Finance Secretary Derek Mackay announced the move in today’s Scottish draft budget.
However, those looking to buy their first home north of the border will be disappointed that first-time buyers south of the border are getting a more generous deal than them.
Chancellor Philip Hammond said in last month’s UK Budget that he was abolishing Stamp Duty Land Tax for new owners spending up to £300,000 south of the border.
Stamp Duty is devolved to Scotland, where it is known as Land and Building Transaction Tax (LBTT).

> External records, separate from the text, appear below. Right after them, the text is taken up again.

//! Fatal error types for extraction and output.
//!
//! Per-file read problems are not errors; they are collected as
//! [`SkippedFile`](crate::models::SkippedFile) diagnostics instead.

use std::io;
use std::path::PathBuf;
use thiserror::Error;

/// Errors that abort an extraction run.
#[derive(Debug, Error)]
pub enum ExtractError {
    #[error("Input root does not exist: {}", .0.display())]
    RootNotFound(PathBuf),

    #[error("Input root is not a directory: {}", .0.display())]
    RootNotDirectory(PathBuf),

    #[error("Failed to read input root {}: {source}", path.display())]
    RootUnreadable {
        path: PathBuf,
        #[source]
        source: io::Error,
    },

    #[error("Invalid review file pattern '{pattern}': {source}")]
    InvalidPattern {
        pattern: String,
        #[source]
        source: globset::Error,
    },

    #[error("Failed to create output directory {}: {source}", path.display())]
    CreateOutputDir {
        path: PathBuf,
        #[source]
        source: io::Error,
    },

    #[error("Failed to write {}: {source}", path.display())]
    WriteOutput {
        path: PathBuf,
        #[source]
        source: io::Error,
    },

    #[error("Failed to serialize {what}: {source}")]
    Serialize {
        what: &'static str,
        #[source]
        source: serde_json::Error,
    },
}
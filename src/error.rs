//! Error taxonomy for the optimization engines.
//!
//! Two failure classes exist: rejected configuration ([`ConfigError`])
//! and malformed chromosome content during decoding ([`DecodeError`]).
//! Both surface synchronously through [`Error`]; the engines never
//! retry, print, or swallow. A run with a valid configuration always
//! completes and returns a result — stochastic search has no failure
//! mode beyond bad input.

use thiserror::Error;

/// Invalid or inconsistent engine configuration.
///
/// Returned by `GaConfig::validate` and `PsoConfig::validate`, and by
/// the runners before any work starts.
#[derive(Debug, Clone, PartialEq, Error)]
pub enum ConfigError {
    /// Population too small to split into parents and offspring.
    #[error("population_size must be at least 2, got {0}")]
    PopulationTooSmall(usize),

    /// Lower bound does not lie strictly below the upper bound.
    #[error("invalid bounds: min {min} must be strictly less than max {max}")]
    InvalidBounds { min: f64, max: f64 },

    /// Mutation probability outside [0, 1].
    #[error("mutation_rate must be within [0, 1], got {0}")]
    MutationRateOutOfRange(f64),

    /// Binary encoding requires at least one bit per gene.
    #[error("gene_length must be at least 1")]
    ZeroGeneLength,

    /// A swarm needs at least one particle.
    #[error("num_particles must be at least 1")]
    EmptySwarm,

    /// Velocity clamp must be a positive finite magnitude.
    #[error("max_velocity must be positive and finite, got {0}")]
    InvalidMaxVelocity(f64),
}

/// Malformed chromosome content encountered during decoding.
///
/// The engine's own generators only produce well-formed chromosomes,
/// so these are defensive checks for externally supplied ones.
#[derive(Debug, Clone, PartialEq, Eq, Error)]
pub enum DecodeError {
    /// Binary chromosome cannot be split into two equal gene halves.
    #[error("binary chromosome length {0} is not even")]
    OddLength(usize),

    /// Bit count disagrees with the configured gene length, so a half
    /// could encode integers beyond the rescaling range.
    #[error("binary chromosome has {actual} bits, expected {expected} (2 * gene_length)")]
    LengthMismatch { expected: usize, actual: usize },

    /// Decoding with `gene_length == 0` is undefined.
    #[error("gene_length must be at least 1")]
    ZeroGeneLength,

    /// A bit slot held something other than 0 or 1.
    #[error("bit {index} holds non-binary value {value}")]
    NonBinaryBit { index: usize, value: u8 },
}

/// Umbrella error returned by the engine runners.
#[derive(Debug, Clone, PartialEq, Error)]
pub enum Error {
    #[error(transparent)]
    Config(#[from] ConfigError),

    #[error(transparent)]
    Decode(#[from] DecodeError),
}
//! Particle Swarm Optimization engine.
//!
//! A fixed-iteration swarm simulation over the continuous plane. Each
//! particle carries a position, a velocity, and the best position it
//! has personally visited; the swarm shares one global best. Every
//! iteration runs two phases in strict order: first every particle is
//! evaluated and the bests are recorded, then every particle's velocity
//! and position are updated against those settled bests.
//!
//! # Key Types
//!
//! - [`PsoConfig`]: Swarm parameters (size, inertia, attraction, bounds)
//! - [`Particle`]: Per-particle state
//! - [`PsoRunner`] / [`PsoResult`]: Loop execution and outcome
//!
//! # References
//!
//! - Kennedy & Eberhart (1995), "Particle Swarm Optimization"
//! - Shi & Eberhart (1998), "A Modified Particle Swarm Optimizer"

mod config;
mod runner;
mod types;

pub use config::PsoConfig;
pub use runner::{PsoResult, PsoRunner};
pub use types::Particle;
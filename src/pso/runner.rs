//! PSO iteration loop execution.

use super::config::PsoConfig;
use super::types::Particle;
use crate::error::Error;
use crate::objective::Objective;
use crate::random::create_rng;
use rand::Rng;

/// Result of a PSO optimization run.
#[derive(Debug, Clone)]
pub struct PsoResult {
    /// Best position found by any particle across the run.
    pub best_position: [f64; 2],

    /// Objective value at `best_position`.
    pub best_value: f64,

    /// The swarm's final state, exposed for external visualization.
    pub particles: Vec<Particle>,

    /// Global best value at the end of each iteration: `num_iterations`
    /// entries, non-increasing.
    pub value_history: Vec<f64>,
}

/// Executes the PSO loop.
///
/// # Usage
///
/// ```
/// use bivar_metaheur::pso::{PsoConfig, PsoRunner};
/// use bivar_metaheur::objective::shifted_bowl;
///
/// let config = PsoConfig::default().with_seed(42);
/// let result = PsoRunner::run(&shifted_bowl, &config).unwrap();
/// assert_eq!(result.particles.len(), 300);
/// ```
pub struct PsoRunner;

impl PsoRunner {
    /// Runs the swarm to completion.
    ///
    /// Always executes the full iteration budget; the only failure mode
    /// is an invalid configuration, rejected before any work starts.
    pub fn run<O: Objective>(objective: &O, config: &PsoConfig) -> Result<PsoResult, Error> {
        config.validate()?;

        let mut rng = match config.seed {
            Some(seed) => create_rng(seed),
            None => create_rng(rand::random()),
        };

        let (lo, hi) = config.bounds;
        let mut particles: Vec<Particle> = (0..config.num_particles)
            .map(|_| Particle::random(config.bounds, &mut rng))
            .collect();

        let mut global_best_position = [rng.random_range(lo..hi), rng.random_range(lo..hi)];
        let mut global_best_value = f64::INFINITY;
        let mut value_history = Vec::with_capacity(config.num_iterations);

        for _ in 0..config.num_iterations {
            // Phase A: evaluate every particle and settle all bests
            // before any movement. Strict `<` means equal values never
            // displace an existing best.
            for particle in &mut particles {
                let value = objective.evaluate(particle.position[0], particle.position[1]);

                if value < particle.best_value {
                    particle.best_position = particle.position;
                    particle.best_value = value;
                }
                if value < global_best_value {
                    global_best_position = particle.position;
                    global_best_value = value;
                }
            }

            // Phase B: move every particle against the settled bests.
            for particle in &mut particles {
                // One scalar draw per attraction term, shared by both
                // dimensions of this particle's update.
                let r1: f64 = rng.random_range(0.0..1.0);
                let r2: f64 = rng.random_range(0.0..1.0);

                for d in 0..2 {
                    let inertia = config.inertia * particle.velocity[d];
                    let cognitive = config.cognitive
                        * r1
                        * (particle.best_position[d] - particle.position[d]);
                    let social =
                        config.social * r2 * (global_best_position[d] - particle.position[d]);

                    let mut v = inertia + cognitive + social;
                    if let Some(max_velocity) = config.max_velocity {
                        if v.abs() > max_velocity {
                            v = max_velocity.copysign(v);
                        }
                    }

                    particle.velocity[d] = v;
                    particle.position[d] = (particle.position[d] + v).clamp(lo, hi);
                }
            }

            value_history.push(global_best_value);
        }

        Ok(PsoResult {
            best_position: global_best_position,
            best_value: global_best_value,
            particles,
            value_history,
        })
    }
}
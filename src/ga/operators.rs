//! Crossover operators for the GA.
//!
//! Offspring `k` always recombines parents `k % num_parents` and
//! `(k + 1) % num_parents`: adjacent parents in sorted-fitness order,
//! with wrap-around. The pairing is fixed rather than random and is
//! part of the algorithm's observable convergence behavior, so it must
//! not be changed.
//!
//! # Operators
//!
//! - [`Crossover::SinglePoint`]: split at the gene midpoint, first half
//!   from parent 1, second half from parent 2
//! - [`Crossover::Uniform`]: fresh fair coin per gene

use super::types::Chromosome;
use rand::Rng;

/// Recombination operator for producing offspring.
///
/// Both operators assume all parents share one chromosome variant.
#[derive(Debug, Clone, Copy, PartialEq, Eq)]
pub enum Crossover {
    /// One cut at the exact midpoint of the chromosome (integer floor
    /// for odd bit lengths). For the real variant this means x1 from
    /// parent 1 and x2 from parent 2.
    SinglePoint,

    /// Each gene independently copied from parent 1 with probability
    /// 0.5, else from parent 2.
    Uniform,
}

impl Crossover {
    /// Produces `count` offspring from the parent pool.
    ///
    /// # Panics
    ///
    /// Panics if `parents` is empty, or if the pool mixes chromosome
    /// variants (the runner's initialization makes both impossible).
    pub fn offspring<R: Rng>(
        &self,
        parents: &[Chromosome],
        count: usize,
        rng: &mut R,
    ) -> Vec<Chromosome> {
        assert!(!parents.is_empty(), "cannot recombine an empty parent pool");

        (0..count)
            .map(|k| {
                let p1 = &parents[k % parents.len()];
                let p2 = &parents[(k + 1) % parents.len()];
                match self {
                    Crossover::SinglePoint => single_point(p1, p2),
                    Crossover::Uniform => uniform(p1, p2, rng),
                }
            })
            .collect()
    }
}

/// Midpoint cut: genes before the cut from `p1`, the rest from `p2`.
fn single_point(p1: &Chromosome, p2: &Chromosome) -> Chromosome {
    match (p1, p2) {
        (Chromosome::Real { x1, .. }, Chromosome::Real { x2, .. }) => Chromosome::Real {
            x1: *x1,
            x2: *x2,
        },
        (Chromosome::Binary(a), Chromosome::Binary(b)) => {
            let cut = a.len() / 2;
            let mut bits = a[..cut].to_vec();
            bits.extend_from_slice(&b[cut..]);
            Chromosome::Binary(bits)
        }
        _ => panic!("parent pool mixes chromosome variants"),
    }
}

/// Per-gene fair coin: heads takes the gene from `p1`, tails from `p2`.
fn uniform<R: Rng>(p1: &Chromosome, p2: &Chromosome, rng: &mut R) -> Chromosome {
    match (p1, p2) {
        (
            Chromosome::Real { x1: a1, x2: a2 },
            Chromosome::Real { x1: b1, x2: b2 },
        ) => Chromosome::Real {
            x1: if rng.random_bool(0.5) { *a1 } else { *b1 },
            x2: if rng.random_bool(0.5) { *a2 } else { *b2 },
        },
        (Chromosome::Binary(a), Chromosome::Binary(b)) => {
            let bits = a
                .iter()
                .zip(b.iter())
                .map(|(&x, &y)| if rng.random_bool(0.5) { x } else { y })
                .collect();
            Chromosome::Binary(bits)
        }
        _ => panic!("parent pool mixes chromosome variants"),
    }
}
//! Genetic Algorithm engine.
//!
//! A generational GA over two-variable chromosomes. Candidates are
//! either real pairs or fixed-length bit strings ([`Chromosome`]); the
//! binary variant decodes to the continuous phenotype only for fitness
//! evaluation and final reporting.
//!
//! Each generation: evaluate all chromosomes, keep the best half as
//! parents (truncation selection), fill the remainder with crossover
//! offspring, mutate offspring with configured probability, and carry
//! the parents over unchanged (elitism). The best fitness therefore
//! never regresses between generations.
//!
//! # Key Types
//!
//! - [`GaConfig`]: Algorithm parameters (population, bounds, rates)
//! - [`Chromosome`] / [`Encoding`]: Candidate representation
//! - [`Crossover`]: Recombination operator selection
//! - [`GaRunner`] / [`GaResult`]: Loop execution and outcome
//!
//! # References
//!
//! - Holland (1975), *Adaptation in Natural and Artificial Systems*
//! - Goldberg (1989), *Genetic Algorithms in Search, Optimization, and Machine Learning*

mod config;
mod operators;
mod runner;
mod types;

pub use config::GaConfig;
pub use operators::Crossover;
pub use runner::{GaResult, GaRunner};
pub use types::{Chromosome, Encoding};
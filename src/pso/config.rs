//! PSO configuration.

use crate::error::ConfigError;

/// Configuration for Particle Swarm Optimization.
///
/// # Defaults
///
/// ```
/// use bivar_metaheur::pso::PsoConfig;
///
/// let config = PsoConfig::default();
/// assert_eq!(config.num_particles, 300);
/// assert_eq!(config.num_iterations, 100);
/// assert!(config.max_velocity.is_none());
/// ```
///
/// # Builder Pattern
///
/// ```
/// use bivar_metaheur::pso::PsoConfig;
///
/// let config = PsoConfig::default()
///     .with_num_particles(100)
///     .with_coefficients(0.7, 1.5, 1.5)
///     .with_max_velocity(10.0);
/// ```
#[derive(Debug, Clone)]
pub struct PsoConfig {
    /// Number of particles in the swarm.
    pub num_particles: usize,

    /// Number of swarm iterations to run. Zero is allowed and returns
    /// the randomly drawn initial global best.
    pub num_iterations: usize,

    /// Inertia weight `w`: how much of the previous velocity carries
    /// over each step.
    pub inertia: f64,

    /// Cognitive coefficient `c1`: attraction toward the particle's
    /// personal best.
    pub cognitive: f64,

    /// Social coefficient `c2`: attraction toward the swarm's global
    /// best.
    pub social: f64,

    /// Component-wise velocity magnitude clamp.
    ///
    /// `None` disables clamping.
    pub max_velocity: Option<f64>,

    /// Search bounds per dimension; positions are clamped back inside
    /// after every move.
    pub bounds: (f64, f64),

    /// Random seed for reproducibility.
    ///
    /// `None` uses a random seed.
    pub seed: Option<u64>,
}

impl Default for PsoConfig {
    fn default() -> Self {
        Self {
            num_particles: 300,
            num_iterations: 100,
            inertia: 0.3,
            cognitive: 2.0,
            social: 5.0,
            max_velocity: None,
            bounds: (-500.0, 500.0),
            seed: None,
        }
    }
}

impl PsoConfig {
    /// Sets the swarm size.
    pub fn with_num_particles(mut self, n: usize) -> Self {
        self.num_particles = n;
        self
    }

    /// Sets the iteration count.
    pub fn with_num_iterations(mut self, n: usize) -> Self {
        self.num_iterations = n;
        self
    }

    /// Sets inertia, cognitive, and social coefficients (w, c1, c2).
    pub fn with_coefficients(mut self, inertia: f64, cognitive: f64, social: f64) -> Self {
        self.inertia = inertia;
        self.cognitive = cognitive;
        self.social = social;
        self
    }

    /// Enables the velocity clamp.
    pub fn with_max_velocity(mut self, v: f64) -> Self {
        self.max_velocity = Some(v);
        self
    }

    /// Disables the velocity clamp.
    pub fn without_max_velocity(mut self) -> Self {
        self.max_velocity = None;
        self
    }

    /// Sets the search bounds.
    pub fn with_bounds(mut self, lo: f64, hi: f64) -> Self {
        self.bounds = (lo, hi);
        self
    }

    /// Sets the random seed for reproducibility.
    pub fn with_seed(mut self, seed: u64) -> Self {
        self.seed = Some(seed);
        self
    }

    /// Validates the configuration.
    pub fn validate(&self) -> Result<(), ConfigError> {
        if self.num_particles == 0 {
            return Err(ConfigError::EmptySwarm);
        }
        if !(self.bounds.0 < self.bounds.1) {
            return Err(ConfigError::InvalidBounds {
                min: self.bounds.0,
                max: self.bounds.1,
            });
        }
        if let Some(v) = self.max_velocity {
            if !(v > 0.0 && v.is_finite()) {
                return Err(ConfigError::InvalidMaxVelocity(v));
            }
        }
        Ok(())
    }
}

#[cfg(test)]
mod tests {
    use super::*;

    #[test]
    fn test_default_config() {
        let config = PsoConfig::default();
        assert_eq!(config.num_particles, 300);
        assert_eq!(config.num_iterations, 100);
        assert!((config.inertia - 0.3).abs() < 1e-12);
        assert!((config.cognitive - 2.0).abs() < 1e-12);
        assert!((config.social - 5.0).abs() < 1e-12);
        assert!(config.max_velocity.is_none());
        assert_eq!(config.bounds, (-500.0, 500.0));
        assert!(config.seed.is_none());
        assert!(config.validate().is_ok());
    }

    #[test]
    fn test_builder_pattern() {
        let config = PsoConfig::default()
            .with_num_particles(50)
            .with_num_iterations(200)
            .with_coefficients(0.7, 1.5, 1.5)
            .with_max_velocity(10.0)
            .with_bounds(-10.0, 10.0)
            .with_seed(42);

        assert_eq!(config.num_particles, 50);
        assert_eq!(config.num_iterations, 200);
        assert!((config.inertia - 0.7).abs() < 1e-12);
        assert_eq!(config.max_velocity, Some(10.0));
        assert_eq!(config.bounds, (-10.0, 10.0));
        assert_eq!(config.seed, Some(42));
        assert!(config.validate().is_ok());
    }

    #[test]
    fn test_validate_empty_swarm() {
        let config = PsoConfig::default().with_num_particles(0);
        assert_eq!(config.validate().unwrap_err(), ConfigError::EmptySwarm);
    }

    #[test]
    fn test_validate_inverted_bounds() {
        let config = PsoConfig::default().with_bounds(1.0, 1.0);
        assert!(matches!(
            config.validate().unwrap_err(),
            ConfigError::InvalidBounds { .. }
        ));
    }

    #[test]
    fn test_validate_max_velocity() {
        let config = PsoConfig::default().with_max_velocity(0.0);
        assert_eq!(
            config.validate().unwrap_err(),
            ConfigError::InvalidMaxVelocity(0.0)
        );

        let config = PsoConfig::default().with_max_velocity(f64::NAN);
        assert!(matches!(
            config.validate().unwrap_err(),
            ConfigError::InvalidMaxVelocity(_)
        ));

        let config = PsoConfig::default()
            .with_max_velocity(1.0)
            .without_max_velocity();
        assert!(config.validate().is_ok());
    }
}
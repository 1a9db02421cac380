//! The objective function seam shared by both engines.
//!
//! Engines minimize: lower objective values are better. For
//! maximization, negate the objective.

/// A pure two-variable objective function.
///
/// Implemented for any `Fn(f64, f64) -> f64 + Send + Sync`, so plain
/// functions and closures plug in directly:
///
/// ```
/// use bivar_metaheur::objective::Objective;
///
/// let sphere = |x1: f64, x2: f64| x1 * x1 + x2 * x2;
/// assert_eq!(sphere.evaluate(3.0, 4.0), 25.0);
/// ```
pub trait Objective: Send + Sync {
    /// Evaluates the objective at `(x1, x2)`. Lower is better.
    fn evaluate(&self, x1: f64, x2: f64) -> f64;
}

impl<F> Objective for F
where
    F: Fn(f64, f64) -> f64 + Send + Sync,
{
    fn evaluate(&self, x1: f64, x2: f64) -> f64 {
        self(x1, x2)
    }
}

/// Default test objective: `4·(x1 − 5)² + (x2 − 6)²`.
///
/// A shifted elliptic bowl with its global minimum of 0 at (5, 6).
pub fn shifted_bowl(x1: f64, x2: f64) -> f64 {
    4.0 * (x1 - 5.0).powi(2) + (x2 - 6.0).powi(2)
}
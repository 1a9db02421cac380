//! Seedable RNG construction.
//!
//! Every stochastic draw in the crate goes through an explicit
//! `&mut impl Rng` handle created here, so seeded runs replay exactly.

use rand::rngs::StdRng;
use rand::SeedableRng;

/// Creates a deterministic RNG from a seed.
///
/// Runners call this with `config.seed` when set, or with
/// `rand::random()` for an entropy-derived seed otherwise.
pub fn create_rng(seed: u64) -> StdRng {
    StdRng::seed_from_u64(seed)
}
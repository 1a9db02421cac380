//! Population-based minimizers for two-variable objectives.
//!
//! Provides two independent stochastic, gradient-free engines that
//! minimize a pluggable objective `f(x1, x2) -> f64`:
//!
//! - **Genetic Algorithm (GA)**: Generational evolution over either
//!   real-valued chromosomes or fixed-length binary chromosomes, with
//!   truncation selection, elitist replacement, and two crossover
//!   operators (single-point, uniform).
//! - **Particle Swarm Optimization (PSO)**: A swarm of particles moving
//!   through the continuous plane under inertia, cognitive, and social
//!   forces, tracking personal and global bests.
//!
//! The engines share only the [`objective::Objective`] seam and the
//! builder-style configuration pattern; they never interact. Both are
//! single-threaded, run-to-completion computations: a run executes its
//! full iteration budget and returns the best solution found.
//!
//! # Example
//!
//! ```
//! use bivar_metaheur::ga::{GaConfig, GaRunner};
//! use bivar_metaheur::objective::shifted_bowl;
//!
//! let config = GaConfig::default().with_seed(42);
//! let result = GaRunner::run(&shifted_bowl, &config).unwrap();
//! assert!(result.best_fitness.is_finite());
//! ```

pub mod error;
pub mod ga;
pub mod objective;
pub mod pso;
pub mod random;
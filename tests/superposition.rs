use approx::assert_relative_eq;
use esterpk::prelude::*;

const ESTERS: [&str; 5] = ["valerate", "enanthate", "cypionate", "benzoate", "undecylate"];

/// A mixed history of `n` doses with varied amounts, times and esters
fn mixed_history(n: usize) -> (Vec<f64>, Vec<f64>, Vec<&'static str>) {
    let amounts = (0..n).map(|i| 1.0 + (i % 4) as f64 * 1.5).collect();
    let times = (0..n).map(|i| i as f64 * 3.5 - 2.0).collect();
    let ids = (0..n).map(|i| ESTERS[(i * 3) % ESTERS.len()]).collect();
    (amounts, times, ids)
}

#[test]
fn valerate_reference_regression() {
    let c = total_concentration(
        2.0,
        &[1.0],
        &[0.0],
        &["valerate"],
        &SuperpositionOptions::default(),
    )
    .unwrap();
    assert_eq!(c.trunc() as i64, 61);
}

#[test]
fn total_is_sum_of_single_doses() {
    let options = SuperpositionOptions::default();
    for n in 0..12 {
        let (amounts, times, ids) = mixed_history(n);
        for t in [-5.0, 0.0, 4.2, 17.0, 60.0] {
            let total = total_concentration(t, &amounts, &times, &ids, &options).unwrap();
            let expected: f64 = (0..n)
                .map(|i| {
                    evaluate_single_dose(
                        t - times[i],
                        amounts[i],
                        lookup_formulation(ids[i]).unwrap(),
                        &CurveOptions::default(),
                    )
                    .unwrap()
                })
                .sum();
            assert_relative_eq!(total, expected, max_relative = 1e-12, epsilon = 1e-12);
        }
    }
}

#[test]
fn weekly_valerate_accumulates() {
    let history = DoseHistory::builder()
        .dose(0.0, 5.0, "valerate")
        .repeat(7, 7.0)
        .build();
    let options = SuperpositionOptions::default();

    // troughs just before each new dose grow towards a plateau
    let troughs: Vec<f64> = (1..8)
        .map(|week| history.concentration(week as f64 * 7.0 - 0.01, &options).unwrap())
        .collect();
    for w in troughs.windows(2) {
        assert!(w[1] > w[0]);
    }
    let first_gain = troughs[1] - troughs[0];
    let last_gain = troughs[6] - troughs[5];
    assert!(last_gain < first_gain);
}

#[test]
fn unsupported_and_invalid_queries() {
    let (amounts, times, ids) = mixed_history(3);

    let random = SuperpositionOptions::default().with_random(true);
    assert!(matches!(
        total_concentration(10.0, &amounts, &times, &ids, &random),
        Err(EsterError::UnsupportedMode(Mode::Random))
    ));
    assert!(matches!(
        concentration_curve(&[1.0, 2.0], &amounts, &times, &ids, &random),
        Err(EsterError::UnsupportedMode(Mode::Random))
    ));

    let options = SuperpositionOptions::default();
    assert!(matches!(
        total_concentration(10.0, &amounts[..2], &times[..1], &ids[..2], &options),
        Err(EsterError::LengthMismatch { .. })
    ));
    assert!(matches!(
        total_concentration(10.0, &[1.0], &[0.0], &["patch tw"], &options),
        Err(EsterError::UnknownFormulation(_))
    ));

    let steady = CurveOptions::default().with_steady_state(7.0);
    assert!(matches!(
        evaluate_single_dose(1.0, 1.0, lookup_formulation("valerate").unwrap(), &steady),
        Err(EsterError::UnsupportedMode(Mode::SteadyState))
    ));
}

#[test]
fn csv_history_with_json_registry() {
    let dir = std::env::temp_dir().join(format!("esterpk-{}", std::process::id()));
    std::fs::create_dir_all(&dir).unwrap();

    let doses_path = dir.join("doses.csv");
    std::fs::write(
        &doses_path,
        "time,amount,formulation\n0,2,depot\n10,2,depot\n",
    )
    .unwrap();
    let registry_path = dir.join("registry.json");
    std::fs::write(
        &registry_path,
        r#"{ "depot": { "d": 100.0, "k1": 0.1, "k2": 2.0, "k3": 0.5 } }"#,
    )
    .unwrap();

    let history = read_doses(&doses_path).unwrap();
    let registry = FormulationRegistry::from_json_file(&registry_path).unwrap();
    let options = SuperpositionOptions::default();

    let times = [0.0, 5.0, 12.0, 30.0];
    let curve = history.curve_with(&registry, &times, &options).unwrap();
    for (&t, &c) in times.iter().zip(curve.iter()) {
        assert_eq!(c, history.concentration_with(&registry, t, &options).unwrap());
    }
    // the builtin registry knows nothing about "depot"
    assert!(matches!(
        history.concentration(5.0, &options),
        Err(EsterError::UnknownFormulation(_))
    ));

    std::fs::remove_dir_all(&dir).ok();
}

#[test]
fn root_reexports_cover_dose_types() {
    let csv = "time,amount,formulation\n0,5,valerate\n7,5,valerate\n";
    let parsed: esterpk::DoseHistory = esterpk::read_doses_from(csv.as_bytes()).unwrap();
    let builder: esterpk::DoseHistoryBuilder = esterpk::DoseHistory::builder();
    let built: esterpk::DoseHistory = builder
        .dose(0.0, 5.0, "valerate")
        .dose(7.0, 5.0, "valerate")
        .build();
    assert_eq!(parsed, built);
}
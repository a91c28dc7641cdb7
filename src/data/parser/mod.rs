//! Reading dose histories from CSV
//!
//! The file holds one dose per row with the columns `time`, `amount` and
//! `formulation`. Headers are matched case-insensitively, column order is
//! free and lines starting with `#` are skipped.
//!
//! ```text
//! # weekly valerate
//! TIME,AMOUNT,FORMULATION
//! 0,5,valerate
//! 7,5,valerate
//! ```

use std::io::Read;
use std::path::Path;

use crate::data::{Dose, DoseHistory};
use crate::error::EsterError;

/// Read a dose history from a CSV file
///
/// # Example
///
/// ```rust,no_run
/// use esterpk::data::read_doses;
///
/// let history = read_doses("path/to/doses.csv").unwrap();
/// println!("{}", history);
/// ```
pub fn read_doses(path: impl AsRef<Path>) -> Result<DoseHistory, EsterError> {
    let file = std::fs::File::open(path.as_ref())?;
    let history = read_doses_from(file)?;
    tracing::debug!(
        "read {} doses from {}",
        history.len(),
        path.as_ref().display()
    );
    Ok(history)
}

/// Read a dose history from any CSV source, see [`read_doses`]
pub fn read_doses_from<R: Read>(reader: R) -> Result<DoseHistory, EsterError> {
    let mut reader = csv::ReaderBuilder::new()
        .comment(Some(b'#'))
        .has_headers(true)
        .trim(csv::Trim::All)
        .from_reader(reader);

    let headers = reader
        .headers()?
        .iter()
        .map(|h| h.to_lowercase())
        .collect::<Vec<_>>();
    reader.set_headers(csv::StringRecord::from(headers));

    let doses = reader
        .deserialize::<Dose>()
        .collect::<Result<Vec<_>, _>>()?;
    Ok(DoseHistory::new(doses))
}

Mr Mackay said in his speech today: “As part of our support for housing, we are not just investing £3billion over this parliament to increase the supply of affordable housing, but we will provide more support to help people to own their first home. These changes to LBTT mean 80% of first-time buyers will pay no tax at all on the purchase of their first home.”
The Scottish Government also announced today that the residential and non-residential rates and bands for LBTT will remain unchanged.
Alan Cumming, National Estate Agency Director at Aberdein Considine, said the move was a welcome boost for first-time buyers, but perhaps a missed opportunity to stimulate the top end of the market.
"The cabinet secretary has gone some way to closing the gap between first-time buyers in England and Scotland, but some will feel he hasn’t taken the necessary steps to address the difficulties of those struggling to buy their first home in more expensive parts of the country," he said.
"It is disappointing that he has chosen not to examine the middle and upper bands of LBTT, which have caused fundamental market interference in Scotland, particularly in the £500,000-plus price bracket where significant sums become due.
"Due to the bottleneck being created at the top end of the market, the current structure is expected to raise tens of millions less than forecast over the life of the current parliament. This was a missed chance for Mr Mackay to address that."